TASK STATEMENT:
Search the data for the string "total", and report each line where it is found.

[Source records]
/---

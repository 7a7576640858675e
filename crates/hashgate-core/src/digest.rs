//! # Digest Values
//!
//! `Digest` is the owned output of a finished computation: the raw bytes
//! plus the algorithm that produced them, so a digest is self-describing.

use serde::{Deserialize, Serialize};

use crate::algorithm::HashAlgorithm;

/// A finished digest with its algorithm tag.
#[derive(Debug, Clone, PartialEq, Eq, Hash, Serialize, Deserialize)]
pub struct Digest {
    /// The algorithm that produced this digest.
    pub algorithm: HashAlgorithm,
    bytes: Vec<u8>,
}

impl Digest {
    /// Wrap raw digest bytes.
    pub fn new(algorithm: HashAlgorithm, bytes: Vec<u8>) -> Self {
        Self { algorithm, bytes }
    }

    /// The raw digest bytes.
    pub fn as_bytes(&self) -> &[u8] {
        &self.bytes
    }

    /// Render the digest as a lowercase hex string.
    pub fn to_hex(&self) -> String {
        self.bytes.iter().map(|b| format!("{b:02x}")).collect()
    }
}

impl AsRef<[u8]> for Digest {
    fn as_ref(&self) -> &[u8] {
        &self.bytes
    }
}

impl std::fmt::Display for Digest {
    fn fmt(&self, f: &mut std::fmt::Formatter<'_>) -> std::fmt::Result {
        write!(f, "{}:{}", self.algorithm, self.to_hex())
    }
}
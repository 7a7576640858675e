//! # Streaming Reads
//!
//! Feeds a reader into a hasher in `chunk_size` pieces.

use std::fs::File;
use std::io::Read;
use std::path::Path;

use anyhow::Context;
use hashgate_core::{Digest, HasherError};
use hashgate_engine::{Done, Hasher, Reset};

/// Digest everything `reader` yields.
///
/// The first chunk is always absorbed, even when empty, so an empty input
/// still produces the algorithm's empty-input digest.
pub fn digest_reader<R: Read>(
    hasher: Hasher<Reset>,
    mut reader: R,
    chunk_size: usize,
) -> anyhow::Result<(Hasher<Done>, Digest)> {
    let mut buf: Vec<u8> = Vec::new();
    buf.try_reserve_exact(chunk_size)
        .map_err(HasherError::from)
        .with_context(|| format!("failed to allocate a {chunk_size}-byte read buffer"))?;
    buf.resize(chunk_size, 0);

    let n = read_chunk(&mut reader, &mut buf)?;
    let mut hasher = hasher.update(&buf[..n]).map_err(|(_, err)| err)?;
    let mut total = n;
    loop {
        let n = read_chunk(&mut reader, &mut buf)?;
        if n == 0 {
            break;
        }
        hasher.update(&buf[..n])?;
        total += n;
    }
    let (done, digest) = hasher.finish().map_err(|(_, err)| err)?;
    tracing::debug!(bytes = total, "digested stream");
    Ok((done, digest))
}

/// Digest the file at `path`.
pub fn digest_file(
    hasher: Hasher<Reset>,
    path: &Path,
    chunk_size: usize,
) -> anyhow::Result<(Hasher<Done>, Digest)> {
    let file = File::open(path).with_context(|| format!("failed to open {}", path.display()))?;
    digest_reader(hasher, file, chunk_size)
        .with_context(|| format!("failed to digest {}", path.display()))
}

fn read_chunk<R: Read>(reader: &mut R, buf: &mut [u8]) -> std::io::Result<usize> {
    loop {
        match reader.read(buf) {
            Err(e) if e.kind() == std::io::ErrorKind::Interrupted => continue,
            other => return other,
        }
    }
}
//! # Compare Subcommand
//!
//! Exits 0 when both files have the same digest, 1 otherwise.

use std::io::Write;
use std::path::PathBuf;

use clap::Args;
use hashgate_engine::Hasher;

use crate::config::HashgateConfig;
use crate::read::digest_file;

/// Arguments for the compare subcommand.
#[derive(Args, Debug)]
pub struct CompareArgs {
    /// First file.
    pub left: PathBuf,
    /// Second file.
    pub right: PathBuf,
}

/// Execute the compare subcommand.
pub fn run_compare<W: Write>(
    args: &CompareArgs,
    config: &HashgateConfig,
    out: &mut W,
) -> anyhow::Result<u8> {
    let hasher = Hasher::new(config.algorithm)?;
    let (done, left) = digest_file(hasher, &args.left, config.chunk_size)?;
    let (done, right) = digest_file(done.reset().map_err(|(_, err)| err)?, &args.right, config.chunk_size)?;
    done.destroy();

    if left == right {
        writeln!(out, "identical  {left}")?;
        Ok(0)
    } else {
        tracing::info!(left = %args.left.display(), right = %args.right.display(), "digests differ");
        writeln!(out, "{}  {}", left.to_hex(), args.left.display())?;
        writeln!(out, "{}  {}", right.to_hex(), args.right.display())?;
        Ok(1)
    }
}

\---

EXERCISE RESULT:
    let mut total = n;
        total += n;
    tracing::debug!(bytes = total, "digested stream");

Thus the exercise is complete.